===== Given data

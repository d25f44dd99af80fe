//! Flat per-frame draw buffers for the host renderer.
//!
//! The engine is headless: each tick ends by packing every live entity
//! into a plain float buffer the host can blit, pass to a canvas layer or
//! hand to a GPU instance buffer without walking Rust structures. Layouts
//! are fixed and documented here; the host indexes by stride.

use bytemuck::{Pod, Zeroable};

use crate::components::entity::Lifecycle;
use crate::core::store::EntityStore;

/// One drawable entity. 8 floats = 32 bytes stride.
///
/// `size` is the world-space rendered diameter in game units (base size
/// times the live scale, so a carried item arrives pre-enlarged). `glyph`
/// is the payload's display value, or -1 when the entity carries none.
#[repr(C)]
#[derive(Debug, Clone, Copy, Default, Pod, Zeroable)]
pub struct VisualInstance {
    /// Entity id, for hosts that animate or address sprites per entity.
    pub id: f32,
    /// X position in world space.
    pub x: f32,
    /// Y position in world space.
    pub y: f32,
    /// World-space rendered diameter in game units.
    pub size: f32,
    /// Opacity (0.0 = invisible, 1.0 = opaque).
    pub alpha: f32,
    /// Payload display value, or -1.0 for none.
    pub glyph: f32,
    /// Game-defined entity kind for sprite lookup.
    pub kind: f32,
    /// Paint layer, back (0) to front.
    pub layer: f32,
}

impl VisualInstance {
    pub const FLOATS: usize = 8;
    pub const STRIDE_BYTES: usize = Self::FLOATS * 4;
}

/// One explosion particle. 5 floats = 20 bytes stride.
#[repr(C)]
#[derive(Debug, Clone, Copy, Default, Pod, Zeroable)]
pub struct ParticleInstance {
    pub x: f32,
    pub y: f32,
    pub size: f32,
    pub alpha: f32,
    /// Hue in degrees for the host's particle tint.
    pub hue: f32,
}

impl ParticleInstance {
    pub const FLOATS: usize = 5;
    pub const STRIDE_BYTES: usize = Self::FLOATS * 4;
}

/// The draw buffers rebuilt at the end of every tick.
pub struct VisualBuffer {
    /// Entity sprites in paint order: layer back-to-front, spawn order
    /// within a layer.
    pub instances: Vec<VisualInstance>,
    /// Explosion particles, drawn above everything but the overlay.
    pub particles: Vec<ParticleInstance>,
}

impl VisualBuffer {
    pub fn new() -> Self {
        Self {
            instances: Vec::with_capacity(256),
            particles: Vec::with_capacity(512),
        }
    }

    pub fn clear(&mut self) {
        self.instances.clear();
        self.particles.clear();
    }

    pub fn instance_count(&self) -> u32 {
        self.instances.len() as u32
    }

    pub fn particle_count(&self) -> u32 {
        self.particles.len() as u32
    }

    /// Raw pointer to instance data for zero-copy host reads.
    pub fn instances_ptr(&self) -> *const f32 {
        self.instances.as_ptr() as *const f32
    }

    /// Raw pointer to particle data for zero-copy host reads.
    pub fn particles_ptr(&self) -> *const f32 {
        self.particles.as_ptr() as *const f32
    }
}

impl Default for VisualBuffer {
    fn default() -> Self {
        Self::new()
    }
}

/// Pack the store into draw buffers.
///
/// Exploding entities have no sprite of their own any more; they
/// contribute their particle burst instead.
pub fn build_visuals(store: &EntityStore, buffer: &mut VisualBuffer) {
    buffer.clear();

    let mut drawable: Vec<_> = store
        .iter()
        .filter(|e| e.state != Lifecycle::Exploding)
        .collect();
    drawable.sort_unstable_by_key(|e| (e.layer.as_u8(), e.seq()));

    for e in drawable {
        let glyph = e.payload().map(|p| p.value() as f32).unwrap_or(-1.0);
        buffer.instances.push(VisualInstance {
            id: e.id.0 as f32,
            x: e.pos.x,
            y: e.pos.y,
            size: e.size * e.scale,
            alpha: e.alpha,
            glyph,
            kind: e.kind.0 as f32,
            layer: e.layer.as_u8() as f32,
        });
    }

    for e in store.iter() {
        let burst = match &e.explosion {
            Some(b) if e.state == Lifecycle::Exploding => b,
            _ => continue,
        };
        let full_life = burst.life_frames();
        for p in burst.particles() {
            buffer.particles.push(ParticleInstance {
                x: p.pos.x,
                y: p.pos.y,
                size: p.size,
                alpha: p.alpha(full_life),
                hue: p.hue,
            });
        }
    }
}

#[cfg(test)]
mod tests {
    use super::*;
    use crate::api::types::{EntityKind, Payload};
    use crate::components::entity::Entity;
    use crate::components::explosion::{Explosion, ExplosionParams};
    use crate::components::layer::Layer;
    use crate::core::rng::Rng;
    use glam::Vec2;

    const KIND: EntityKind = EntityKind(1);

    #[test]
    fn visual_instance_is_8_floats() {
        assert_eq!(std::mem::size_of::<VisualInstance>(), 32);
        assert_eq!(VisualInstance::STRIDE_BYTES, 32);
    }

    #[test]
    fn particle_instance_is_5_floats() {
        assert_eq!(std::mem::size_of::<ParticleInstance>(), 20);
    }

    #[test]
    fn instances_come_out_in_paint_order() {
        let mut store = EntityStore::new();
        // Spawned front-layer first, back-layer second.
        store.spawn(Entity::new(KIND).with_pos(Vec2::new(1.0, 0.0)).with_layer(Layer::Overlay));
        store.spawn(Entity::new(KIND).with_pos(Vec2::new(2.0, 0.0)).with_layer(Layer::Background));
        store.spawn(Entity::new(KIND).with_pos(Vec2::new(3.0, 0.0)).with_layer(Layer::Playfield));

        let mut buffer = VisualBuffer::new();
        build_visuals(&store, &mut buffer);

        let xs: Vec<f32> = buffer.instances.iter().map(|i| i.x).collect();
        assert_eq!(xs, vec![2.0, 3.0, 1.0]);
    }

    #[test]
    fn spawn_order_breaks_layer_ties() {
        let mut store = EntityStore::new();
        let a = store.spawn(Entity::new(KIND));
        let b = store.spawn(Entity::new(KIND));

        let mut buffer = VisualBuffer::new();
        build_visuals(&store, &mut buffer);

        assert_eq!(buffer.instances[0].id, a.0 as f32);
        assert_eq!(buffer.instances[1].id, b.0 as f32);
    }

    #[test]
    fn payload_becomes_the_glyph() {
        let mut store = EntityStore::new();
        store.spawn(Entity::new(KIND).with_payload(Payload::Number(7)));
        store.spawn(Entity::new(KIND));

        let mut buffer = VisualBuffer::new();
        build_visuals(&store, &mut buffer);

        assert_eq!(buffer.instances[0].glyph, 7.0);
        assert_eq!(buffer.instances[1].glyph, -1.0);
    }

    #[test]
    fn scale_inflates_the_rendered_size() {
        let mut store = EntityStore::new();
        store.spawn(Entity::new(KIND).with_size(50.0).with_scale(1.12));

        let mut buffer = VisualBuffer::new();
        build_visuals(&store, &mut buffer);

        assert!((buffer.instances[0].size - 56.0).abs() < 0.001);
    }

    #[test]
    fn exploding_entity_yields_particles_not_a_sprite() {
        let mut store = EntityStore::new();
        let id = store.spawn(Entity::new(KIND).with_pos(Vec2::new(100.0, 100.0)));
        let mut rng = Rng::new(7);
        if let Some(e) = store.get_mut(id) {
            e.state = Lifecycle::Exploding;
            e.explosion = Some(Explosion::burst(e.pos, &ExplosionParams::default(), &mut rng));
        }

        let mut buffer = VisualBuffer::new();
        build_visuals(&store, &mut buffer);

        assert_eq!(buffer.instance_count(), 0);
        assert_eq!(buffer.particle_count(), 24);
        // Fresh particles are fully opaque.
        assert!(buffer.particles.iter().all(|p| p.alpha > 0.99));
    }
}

==========

**To do:** Return the full data, every line of it, with nothing altered.

**Exercise solution:**
repository d25f44dd99af80fe
//! Flat per-frame draw buffers for the host renderer.
//!
//! The engine is headless: each tick ends by packing every live entity
//! into a plain float buffer the host can blit, pass to a canvas layer or
//! hand to a GPU instance buffer without walking Rust structures. Layouts
//! are fixed and documented here; the host indexes by stride.

use bytemuck::{Pod, Zeroable};

use crate::components::entity::Lifecycle;
use crate::core::store::EntityStore;

/// One drawable entity. 8 floats = 32 bytes stride.
///
/// `size` is the world-space rendered diameter in game units (base size
/// times the live scale, so a carried item arrives pre-enlarged). `glyph`
/// is the payload's display value, or -1 when the entity carries none.
#[repr(C)]
#[derive(Debug, Clone, Copy, Default, Pod, Zeroable)]
pub struct VisualInstance {
    /// Entity id, for hosts that animate or address sprites per entity.
    pub id: f32,
    /// X position in world space.
    pub x: f32,
    /// Y position in world space.
    pub y: f32,
    /// World-space rendered diameter in game units.
    pub size: f32,
    /// Opacity (0.0 = invisible, 1.0 = opaque).
    pub alpha: f32,
    /// Payload display value, or -1.0 for none.
    pub glyph: f32,
    /// Game-defined entity kind for sprite lookup.
    pub kind: f32,
    /// Paint layer, back (0) to front.
    pub layer: f32,
}

impl VisualInstance {
    pub const FLOATS: usize = 8;
    pub const STRIDE_BYTES: usize = Self::FLOATS * 4;
}

/// One explosion particle. 5 floats = 20 bytes stride.
#[repr(C)]
#[derive(Debug, Clone, Copy, Default, Pod, Zeroable)]
pub struct ParticleInstance {
    pub x: f32,
    pub y: f32,
    pub size: f32,
    pub alpha: f32,
    /// Hue in degrees for the host's particle tint.
    pub hue: f32,
}

impl ParticleInstance {
    pub const FLOATS: usize = 5;
    pub const STRIDE_BYTES: usize = Self::FLOATS * 4;
}

/// The draw buffers rebuilt at the end of every tick.
pub struct VisualBuffer {
    /// Entity sprites in paint order: layer back-to-front, spawn order
    /// within a layer.
    pub instances: Vec<VisualInstance>,
    /// Explosion particles, drawn above everything but the overlay.
    pub particles: Vec<ParticleInstance>,
}

impl VisualBuffer {
    pub fn new() -> Self {
        Self {
            instances: Vec::with_capacity(256),
            particles: Vec::with_capacity(512),
        }
    }

    pub fn clear(&mut self) {
        self.instances.clear();
        self.particles.clear();
    }

    pub fn instance_count(&self) -> u32 {
        self.instances.len() as u32
    }

    pub fn particle_count(&self) -> u32 {
        self.particles.len() as u32
    }

    /// Raw pointer to instance data for zero-copy host reads.
    pub fn instances_ptr(&self) -> *const f32 {
        self.instances.as_ptr() as *const f32
    }

    /// Raw pointer to particle data for zero-copy host reads.
    pub fn particles_ptr(&self) -> *const f32 {
        self.particles.as_ptr() as *const f32
    }
}

impl Default for VisualBuffer {
    fn default() -> Self {
        Self::new()
    }
}

/// Pack the store into draw buffers.
///
/// Exploding entities have no sprite of their own any more; they
/// contribute their particle burst instead.
pub fn build_visuals(store: &EntityStore, buffer: &mut VisualBuffer) {
    buffer.clear();

    let mut drawable: Vec<_> = store
        .iter()
        .filter(|e| e.state != Lifecycle::Exploding)
        .collect();
    drawable.sort_unstable_by_key(|e| (e.layer.as_u8(), e.seq()));

    for e in drawable {
        let glyph = e.payload().map(|p| p.value() as f32).unwrap_or(-1.0);
        buffer.instances.push(VisualInstance {
            id: e.id.0 as f32,
            x: e.pos.x,
            y: e.pos.y,
            size: e.size * e.scale,
            alpha: e.alpha,
            glyph,
            kind: e.kind.0 as f32,
            layer: e.layer.as_u8() as f32,
        });
    }

    for e in store.iter() {
        let burst = match &e.explosion {
            Some(b) if e.state == Lifecycle::Exploding => b,
            _ => continue,
        };
        let full_life = burst.life_frames();
        for p in burst.particles() {
            buffer.particles.push(ParticleInstance {
                x: p.pos.x,
                y: p.pos.y,
                size: p.size,
                alpha: p.alpha(full_life),
                hue: p.hue,
            });
        }
    }
}

#[cfg(test)]
mod tests {
    use super::*;
    use crate::api::types::{EntityKind, Payload};
    use crate::components::entity::Entity;
    use crate::components::explosion::{Explosion, ExplosionParams};
    use crate::components::layer::Layer;
    use crate::core::rng::Rng;
    use glam::Vec2;

    const KIND: EntityKind = EntityKind(1);

    #[test]
    fn visual_instance_is_8_floats() {
        assert_eq!(std::mem::size_of::<VisualInstance>(), 32);
        assert_eq!(VisualInstance::STRIDE_BYTES, 32);
    }

    #[test]
    fn particle_instance_is_5_floats() {
        assert_eq!(std::mem::size_of::<ParticleInstance>(), 20);
    }

    #[test]
    fn instances_come_out_in_paint_order() {
        let mut store = EntityStore::new();
        // Spawned front-layer first, back-layer second.
        store.spawn(Entity::new(KIND).with_pos(Vec2::new(1.0, 0.0)).with_layer(Layer::Overlay));
        store.spawn(Entity::new(KIND).with_pos(Vec2::new(2.0, 0.0)).with_layer(Layer::Background));
        store.spawn(Entity::new(KIND).with_pos(Vec2::new(3.0, 0.0)).with_layer(Layer::Playfield));

        let mut buffer = VisualBuffer::new();
        build_visuals(&store, &mut buffer);

        let xs: Vec<f32> = buffer.instances.iter().map(|i| i.x).collect();
        assert_eq!(xs, vec![2.0, 3.0, 1.0]);
    }

    #[test]
    fn spawn_order_breaks_layer_ties() {
        let mut store = EntityStore::new();
        let a = store.spawn(Entity::new(KIND));
        let b = store.spawn(Entity::new(KIND));

        let mut buffer = VisualBuffer::new();
        build_visuals(&store, &mut buffer);

        assert_eq!(buffer.instances[0].id, a.0 as f32);
        assert_eq!(buffer.instances[1].id, b.0 as f32);
    }

    #[test]
    fn payload_becomes_the_glyph() {
        let mut store = EntityStore::new();
        store.spawn(Entity::new(KIND).with_payload(Payload::Number(7)));
        store.spawn(Entity::new(KIND));

        let mut buffer = VisualBuffer::new();
        build_visuals(&store, &mut buffer);

        assert_eq!(buffer.instances[0].glyph, 7.0);
        assert_eq!(buffer.instances[1].glyph, -1.0);
    }

    #[test]
    fn scale_inflates_the_rendered_size() {
        let mut store = EntityStore::new();
        store.spawn(Entity::new(KIND).with_size(50.0).with_scale(1.12));

        let mut buffer = VisualBuffer::new();
        build_visuals(&store, &mut buffer);

        assert!((buffer.instances[0].size - 56.0).abs() < 0.001);
    }

    #[test]
    fn exploding_entity_yields_particles_not_a_sprite() {
        let mut store = EntityStore::new();
        let id = store.spawn(Entity::new(KIND).with_pos(Vec2::new(100.0, 100.0)));
        let mut rng = Rng::new(7);
        if let Some(e) = store.get_mut(id) {
            e.state = Lifecycle::Exploding;
            e.explosion = Some(Explosion::burst(e.pos, &ExplosionParams::default(), &mut rng));
        }

        let mut buffer = VisualBuffer::new();
        build_visuals(&store, &mut buffer);

        assert_eq!(buffer.instance_count(), 0);
        assert_eq!(buffer.particle_count(), 24);
        // Fresh particles are fully opaque.
        assert!(buffer.particles.iter().all(|p| p.alpha > 0.99));
    }
}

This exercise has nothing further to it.